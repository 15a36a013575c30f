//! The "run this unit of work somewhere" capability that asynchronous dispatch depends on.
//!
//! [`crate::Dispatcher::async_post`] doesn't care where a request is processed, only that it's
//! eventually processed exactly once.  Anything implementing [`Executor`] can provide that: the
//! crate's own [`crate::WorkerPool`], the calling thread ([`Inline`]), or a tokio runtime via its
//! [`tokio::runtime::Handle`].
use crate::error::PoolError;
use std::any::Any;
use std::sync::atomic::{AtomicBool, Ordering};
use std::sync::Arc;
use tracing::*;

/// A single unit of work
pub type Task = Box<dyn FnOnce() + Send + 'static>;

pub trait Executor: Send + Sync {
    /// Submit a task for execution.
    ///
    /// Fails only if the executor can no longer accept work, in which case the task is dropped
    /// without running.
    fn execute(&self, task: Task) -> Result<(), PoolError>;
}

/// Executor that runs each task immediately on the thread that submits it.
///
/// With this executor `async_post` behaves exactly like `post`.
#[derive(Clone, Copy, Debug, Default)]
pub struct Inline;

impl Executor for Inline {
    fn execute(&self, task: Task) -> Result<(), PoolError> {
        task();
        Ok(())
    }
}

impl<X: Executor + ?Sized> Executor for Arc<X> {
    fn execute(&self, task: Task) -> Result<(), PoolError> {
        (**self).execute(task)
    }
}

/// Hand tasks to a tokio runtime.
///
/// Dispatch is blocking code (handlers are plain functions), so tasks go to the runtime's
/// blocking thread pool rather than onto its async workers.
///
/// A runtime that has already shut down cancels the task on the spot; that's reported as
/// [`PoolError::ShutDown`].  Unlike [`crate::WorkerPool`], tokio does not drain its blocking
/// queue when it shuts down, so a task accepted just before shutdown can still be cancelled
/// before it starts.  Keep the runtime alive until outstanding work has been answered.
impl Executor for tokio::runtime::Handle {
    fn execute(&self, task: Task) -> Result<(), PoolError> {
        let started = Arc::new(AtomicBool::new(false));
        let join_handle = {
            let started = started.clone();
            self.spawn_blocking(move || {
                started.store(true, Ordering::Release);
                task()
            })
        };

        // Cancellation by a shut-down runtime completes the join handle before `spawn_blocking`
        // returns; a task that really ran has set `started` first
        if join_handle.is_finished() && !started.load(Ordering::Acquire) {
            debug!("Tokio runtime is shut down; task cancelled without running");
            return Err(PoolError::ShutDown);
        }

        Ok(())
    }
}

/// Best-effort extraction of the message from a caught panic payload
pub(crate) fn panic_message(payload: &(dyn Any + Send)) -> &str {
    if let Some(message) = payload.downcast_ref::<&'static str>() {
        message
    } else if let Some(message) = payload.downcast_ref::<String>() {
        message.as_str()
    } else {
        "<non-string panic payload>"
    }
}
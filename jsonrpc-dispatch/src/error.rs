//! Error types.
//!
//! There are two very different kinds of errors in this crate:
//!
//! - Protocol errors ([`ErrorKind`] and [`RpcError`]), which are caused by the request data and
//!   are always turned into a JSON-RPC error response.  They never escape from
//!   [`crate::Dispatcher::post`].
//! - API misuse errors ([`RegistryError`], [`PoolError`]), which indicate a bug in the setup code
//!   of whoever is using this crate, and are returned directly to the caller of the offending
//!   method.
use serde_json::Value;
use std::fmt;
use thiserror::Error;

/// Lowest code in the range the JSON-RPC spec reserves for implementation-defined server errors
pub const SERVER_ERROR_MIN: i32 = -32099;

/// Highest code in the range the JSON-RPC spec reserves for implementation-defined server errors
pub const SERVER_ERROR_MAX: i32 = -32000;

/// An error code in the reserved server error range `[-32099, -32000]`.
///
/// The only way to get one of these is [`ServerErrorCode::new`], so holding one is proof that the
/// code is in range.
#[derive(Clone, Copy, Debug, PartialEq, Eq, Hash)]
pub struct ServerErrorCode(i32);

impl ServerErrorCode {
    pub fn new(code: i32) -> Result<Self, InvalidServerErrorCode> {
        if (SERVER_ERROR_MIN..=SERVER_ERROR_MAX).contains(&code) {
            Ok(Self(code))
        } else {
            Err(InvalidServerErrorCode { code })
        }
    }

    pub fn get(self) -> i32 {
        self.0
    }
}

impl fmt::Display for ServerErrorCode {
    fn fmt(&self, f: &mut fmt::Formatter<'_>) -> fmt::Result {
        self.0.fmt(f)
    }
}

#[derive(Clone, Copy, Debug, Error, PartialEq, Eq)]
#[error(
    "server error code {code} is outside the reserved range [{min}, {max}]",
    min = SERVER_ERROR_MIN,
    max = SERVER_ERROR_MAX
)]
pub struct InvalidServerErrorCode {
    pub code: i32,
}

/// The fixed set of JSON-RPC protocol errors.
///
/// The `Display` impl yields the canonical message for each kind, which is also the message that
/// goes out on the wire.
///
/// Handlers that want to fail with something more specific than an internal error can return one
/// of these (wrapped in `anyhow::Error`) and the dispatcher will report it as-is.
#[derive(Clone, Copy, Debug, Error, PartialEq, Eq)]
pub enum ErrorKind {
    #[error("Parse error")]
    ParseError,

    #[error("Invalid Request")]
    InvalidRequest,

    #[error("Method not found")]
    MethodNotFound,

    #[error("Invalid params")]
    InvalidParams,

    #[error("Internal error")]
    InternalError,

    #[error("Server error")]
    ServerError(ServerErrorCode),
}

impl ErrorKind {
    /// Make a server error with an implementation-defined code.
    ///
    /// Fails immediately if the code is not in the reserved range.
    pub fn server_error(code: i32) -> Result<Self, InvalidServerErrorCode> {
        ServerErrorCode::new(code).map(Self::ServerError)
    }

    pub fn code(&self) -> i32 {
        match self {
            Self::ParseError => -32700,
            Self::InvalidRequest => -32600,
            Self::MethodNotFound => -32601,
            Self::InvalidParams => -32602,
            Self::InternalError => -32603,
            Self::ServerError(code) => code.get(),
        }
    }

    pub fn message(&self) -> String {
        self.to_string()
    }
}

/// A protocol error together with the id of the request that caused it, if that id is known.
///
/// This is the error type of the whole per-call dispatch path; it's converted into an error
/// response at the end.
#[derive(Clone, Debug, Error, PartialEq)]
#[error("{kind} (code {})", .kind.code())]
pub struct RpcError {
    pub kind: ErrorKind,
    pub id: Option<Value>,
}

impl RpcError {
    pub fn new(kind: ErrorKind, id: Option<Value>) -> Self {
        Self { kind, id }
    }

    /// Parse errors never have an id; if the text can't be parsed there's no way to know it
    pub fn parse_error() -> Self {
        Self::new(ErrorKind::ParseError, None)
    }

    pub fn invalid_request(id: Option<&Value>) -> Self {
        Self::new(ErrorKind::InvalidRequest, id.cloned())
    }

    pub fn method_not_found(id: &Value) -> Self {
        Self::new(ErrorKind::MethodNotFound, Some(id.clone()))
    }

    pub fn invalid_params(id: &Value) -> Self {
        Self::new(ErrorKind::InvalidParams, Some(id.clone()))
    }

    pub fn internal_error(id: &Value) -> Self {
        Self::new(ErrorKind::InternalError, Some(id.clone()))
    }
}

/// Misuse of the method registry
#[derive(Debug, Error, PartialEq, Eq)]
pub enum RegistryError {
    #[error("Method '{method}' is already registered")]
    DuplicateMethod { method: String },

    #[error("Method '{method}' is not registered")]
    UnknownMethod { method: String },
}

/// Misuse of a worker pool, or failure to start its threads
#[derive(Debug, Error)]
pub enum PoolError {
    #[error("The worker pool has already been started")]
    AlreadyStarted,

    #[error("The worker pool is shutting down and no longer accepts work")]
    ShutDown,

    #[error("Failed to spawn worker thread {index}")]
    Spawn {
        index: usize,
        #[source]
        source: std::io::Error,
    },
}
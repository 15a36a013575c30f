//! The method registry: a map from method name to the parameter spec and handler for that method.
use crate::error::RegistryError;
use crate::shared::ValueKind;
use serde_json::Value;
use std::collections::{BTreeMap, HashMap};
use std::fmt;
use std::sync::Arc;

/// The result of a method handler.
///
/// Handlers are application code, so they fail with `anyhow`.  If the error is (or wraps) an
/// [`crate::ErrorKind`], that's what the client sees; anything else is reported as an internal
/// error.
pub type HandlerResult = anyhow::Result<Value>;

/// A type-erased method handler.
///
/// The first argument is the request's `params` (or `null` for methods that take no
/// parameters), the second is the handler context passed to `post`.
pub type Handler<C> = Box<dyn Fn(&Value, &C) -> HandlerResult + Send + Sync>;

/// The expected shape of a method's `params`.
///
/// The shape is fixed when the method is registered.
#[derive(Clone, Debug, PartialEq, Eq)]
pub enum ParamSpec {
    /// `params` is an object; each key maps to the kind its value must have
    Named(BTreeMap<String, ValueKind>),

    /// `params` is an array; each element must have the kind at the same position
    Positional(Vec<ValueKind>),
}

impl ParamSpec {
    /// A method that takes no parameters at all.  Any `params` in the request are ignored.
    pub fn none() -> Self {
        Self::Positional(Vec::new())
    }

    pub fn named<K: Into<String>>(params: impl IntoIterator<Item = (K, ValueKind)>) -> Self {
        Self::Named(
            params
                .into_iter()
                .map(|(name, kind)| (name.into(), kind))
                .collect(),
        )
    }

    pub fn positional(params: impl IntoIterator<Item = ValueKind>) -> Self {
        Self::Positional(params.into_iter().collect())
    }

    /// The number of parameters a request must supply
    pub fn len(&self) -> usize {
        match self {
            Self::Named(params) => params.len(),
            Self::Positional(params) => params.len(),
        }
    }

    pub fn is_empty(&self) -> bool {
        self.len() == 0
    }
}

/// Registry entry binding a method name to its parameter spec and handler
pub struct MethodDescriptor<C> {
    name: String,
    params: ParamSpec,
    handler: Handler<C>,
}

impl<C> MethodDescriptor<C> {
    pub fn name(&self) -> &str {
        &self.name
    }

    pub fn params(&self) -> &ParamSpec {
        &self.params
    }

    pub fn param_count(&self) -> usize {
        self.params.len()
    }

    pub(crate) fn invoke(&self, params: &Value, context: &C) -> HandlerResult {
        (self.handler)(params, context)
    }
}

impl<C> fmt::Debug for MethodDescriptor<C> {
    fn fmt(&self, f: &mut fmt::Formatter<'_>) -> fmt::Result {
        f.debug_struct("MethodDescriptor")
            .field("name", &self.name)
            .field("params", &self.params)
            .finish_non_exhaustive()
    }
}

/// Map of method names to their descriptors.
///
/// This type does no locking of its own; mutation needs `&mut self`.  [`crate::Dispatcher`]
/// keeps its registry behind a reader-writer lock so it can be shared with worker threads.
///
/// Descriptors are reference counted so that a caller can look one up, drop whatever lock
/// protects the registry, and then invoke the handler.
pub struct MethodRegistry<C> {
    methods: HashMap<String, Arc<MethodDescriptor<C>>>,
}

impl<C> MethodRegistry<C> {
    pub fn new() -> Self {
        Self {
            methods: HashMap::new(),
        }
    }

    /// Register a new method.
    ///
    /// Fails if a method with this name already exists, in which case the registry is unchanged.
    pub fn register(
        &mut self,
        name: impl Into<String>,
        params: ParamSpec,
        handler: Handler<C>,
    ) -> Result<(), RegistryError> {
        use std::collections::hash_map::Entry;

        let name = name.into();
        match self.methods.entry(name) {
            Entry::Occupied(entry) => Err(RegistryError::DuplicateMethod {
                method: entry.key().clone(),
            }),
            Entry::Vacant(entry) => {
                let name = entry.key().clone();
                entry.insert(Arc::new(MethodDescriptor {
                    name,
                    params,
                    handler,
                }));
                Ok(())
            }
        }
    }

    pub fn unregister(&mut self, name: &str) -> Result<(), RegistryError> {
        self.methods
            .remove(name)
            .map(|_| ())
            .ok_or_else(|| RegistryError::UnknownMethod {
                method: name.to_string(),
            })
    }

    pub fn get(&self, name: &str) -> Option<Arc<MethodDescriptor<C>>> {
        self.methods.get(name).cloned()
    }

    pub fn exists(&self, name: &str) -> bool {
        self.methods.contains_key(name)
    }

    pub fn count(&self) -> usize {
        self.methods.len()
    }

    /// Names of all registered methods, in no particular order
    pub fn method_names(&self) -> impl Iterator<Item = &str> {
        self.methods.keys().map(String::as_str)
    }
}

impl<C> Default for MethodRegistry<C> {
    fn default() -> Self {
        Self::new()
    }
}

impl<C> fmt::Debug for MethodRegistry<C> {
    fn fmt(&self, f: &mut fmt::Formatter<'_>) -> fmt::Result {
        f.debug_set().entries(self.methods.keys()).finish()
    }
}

********************

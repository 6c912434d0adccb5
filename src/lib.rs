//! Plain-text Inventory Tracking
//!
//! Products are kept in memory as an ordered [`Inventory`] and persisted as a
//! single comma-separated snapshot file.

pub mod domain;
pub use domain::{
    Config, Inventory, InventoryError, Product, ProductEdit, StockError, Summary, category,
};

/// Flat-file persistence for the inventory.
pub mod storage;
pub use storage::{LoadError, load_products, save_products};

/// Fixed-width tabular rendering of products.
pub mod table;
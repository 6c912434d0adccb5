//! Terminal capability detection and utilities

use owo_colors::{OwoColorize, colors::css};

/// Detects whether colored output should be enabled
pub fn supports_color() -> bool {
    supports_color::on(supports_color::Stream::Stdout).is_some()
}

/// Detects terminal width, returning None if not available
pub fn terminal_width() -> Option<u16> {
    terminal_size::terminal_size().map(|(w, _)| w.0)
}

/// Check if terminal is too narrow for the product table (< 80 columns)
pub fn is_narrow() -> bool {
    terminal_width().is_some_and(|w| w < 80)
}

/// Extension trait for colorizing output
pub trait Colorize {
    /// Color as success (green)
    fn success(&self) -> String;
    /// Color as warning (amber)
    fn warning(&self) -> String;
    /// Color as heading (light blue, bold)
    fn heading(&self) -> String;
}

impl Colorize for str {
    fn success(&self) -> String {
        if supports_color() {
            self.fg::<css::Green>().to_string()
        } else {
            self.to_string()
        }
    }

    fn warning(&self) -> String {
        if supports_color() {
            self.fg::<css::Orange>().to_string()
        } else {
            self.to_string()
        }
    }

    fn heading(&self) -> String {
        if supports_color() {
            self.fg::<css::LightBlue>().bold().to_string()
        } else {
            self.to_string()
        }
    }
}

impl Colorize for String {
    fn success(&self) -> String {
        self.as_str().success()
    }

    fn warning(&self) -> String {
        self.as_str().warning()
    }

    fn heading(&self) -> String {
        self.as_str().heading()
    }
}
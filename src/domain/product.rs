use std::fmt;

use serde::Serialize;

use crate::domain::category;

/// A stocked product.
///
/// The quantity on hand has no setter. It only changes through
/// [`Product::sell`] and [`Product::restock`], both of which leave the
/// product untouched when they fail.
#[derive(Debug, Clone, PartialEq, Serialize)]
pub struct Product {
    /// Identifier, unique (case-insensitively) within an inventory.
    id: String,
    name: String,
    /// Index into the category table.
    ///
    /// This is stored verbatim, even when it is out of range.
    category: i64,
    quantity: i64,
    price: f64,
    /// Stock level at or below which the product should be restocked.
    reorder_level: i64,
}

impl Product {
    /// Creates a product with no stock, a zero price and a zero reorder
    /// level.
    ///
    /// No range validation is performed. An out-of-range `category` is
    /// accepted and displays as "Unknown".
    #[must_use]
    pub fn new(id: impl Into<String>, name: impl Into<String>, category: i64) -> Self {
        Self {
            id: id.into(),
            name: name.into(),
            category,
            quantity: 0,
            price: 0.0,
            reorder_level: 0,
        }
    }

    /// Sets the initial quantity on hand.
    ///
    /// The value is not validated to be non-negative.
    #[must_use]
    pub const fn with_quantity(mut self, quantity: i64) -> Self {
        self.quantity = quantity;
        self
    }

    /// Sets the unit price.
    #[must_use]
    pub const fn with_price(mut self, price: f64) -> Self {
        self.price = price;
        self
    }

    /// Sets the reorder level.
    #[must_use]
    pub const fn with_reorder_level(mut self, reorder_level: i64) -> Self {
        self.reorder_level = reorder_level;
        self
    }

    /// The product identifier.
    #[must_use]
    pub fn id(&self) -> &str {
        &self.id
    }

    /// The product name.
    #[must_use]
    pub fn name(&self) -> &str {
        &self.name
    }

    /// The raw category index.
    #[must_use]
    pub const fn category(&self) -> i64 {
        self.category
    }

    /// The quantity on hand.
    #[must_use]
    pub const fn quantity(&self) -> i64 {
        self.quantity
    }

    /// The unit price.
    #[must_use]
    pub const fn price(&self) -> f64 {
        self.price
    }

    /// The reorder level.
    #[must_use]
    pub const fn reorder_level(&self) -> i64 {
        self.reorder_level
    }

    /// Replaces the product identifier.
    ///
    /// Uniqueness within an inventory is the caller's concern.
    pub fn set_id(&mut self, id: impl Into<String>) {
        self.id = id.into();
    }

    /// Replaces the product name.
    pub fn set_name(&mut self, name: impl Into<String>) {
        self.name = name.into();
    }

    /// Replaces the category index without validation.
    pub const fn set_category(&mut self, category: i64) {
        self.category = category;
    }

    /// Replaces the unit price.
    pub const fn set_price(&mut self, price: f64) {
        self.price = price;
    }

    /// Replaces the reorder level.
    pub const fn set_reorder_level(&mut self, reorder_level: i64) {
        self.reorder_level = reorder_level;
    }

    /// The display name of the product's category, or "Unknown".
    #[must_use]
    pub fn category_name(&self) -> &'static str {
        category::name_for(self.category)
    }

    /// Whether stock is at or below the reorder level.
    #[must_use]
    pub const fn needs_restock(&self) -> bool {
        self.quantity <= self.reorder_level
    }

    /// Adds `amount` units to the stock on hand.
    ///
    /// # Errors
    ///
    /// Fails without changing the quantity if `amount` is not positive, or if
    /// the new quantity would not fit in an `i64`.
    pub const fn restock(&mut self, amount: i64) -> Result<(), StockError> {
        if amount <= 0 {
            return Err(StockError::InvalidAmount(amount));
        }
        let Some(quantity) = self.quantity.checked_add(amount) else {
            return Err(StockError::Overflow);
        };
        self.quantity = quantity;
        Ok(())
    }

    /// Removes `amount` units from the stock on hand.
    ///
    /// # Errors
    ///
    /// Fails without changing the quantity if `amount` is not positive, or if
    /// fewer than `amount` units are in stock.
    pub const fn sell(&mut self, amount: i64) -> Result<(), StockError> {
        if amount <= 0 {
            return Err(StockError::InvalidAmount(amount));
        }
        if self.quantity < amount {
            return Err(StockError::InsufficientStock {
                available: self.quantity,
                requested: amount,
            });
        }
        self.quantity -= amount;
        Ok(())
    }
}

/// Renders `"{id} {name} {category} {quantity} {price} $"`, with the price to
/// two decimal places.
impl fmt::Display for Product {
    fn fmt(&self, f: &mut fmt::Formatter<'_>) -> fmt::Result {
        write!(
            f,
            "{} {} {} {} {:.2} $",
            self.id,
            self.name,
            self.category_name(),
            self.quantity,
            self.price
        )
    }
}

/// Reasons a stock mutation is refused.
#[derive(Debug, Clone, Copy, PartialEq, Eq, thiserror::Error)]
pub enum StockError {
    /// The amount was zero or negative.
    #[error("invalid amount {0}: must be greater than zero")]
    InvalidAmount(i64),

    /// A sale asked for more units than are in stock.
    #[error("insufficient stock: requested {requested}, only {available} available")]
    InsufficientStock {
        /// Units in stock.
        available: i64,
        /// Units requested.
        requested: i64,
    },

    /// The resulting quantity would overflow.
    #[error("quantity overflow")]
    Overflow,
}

********************

Would you copy every line of the entries in which "UnknownMethod" appears?

    UnknownMethod { method: String },
            .ok_or_else(|| RegistryError::UnknownMethod {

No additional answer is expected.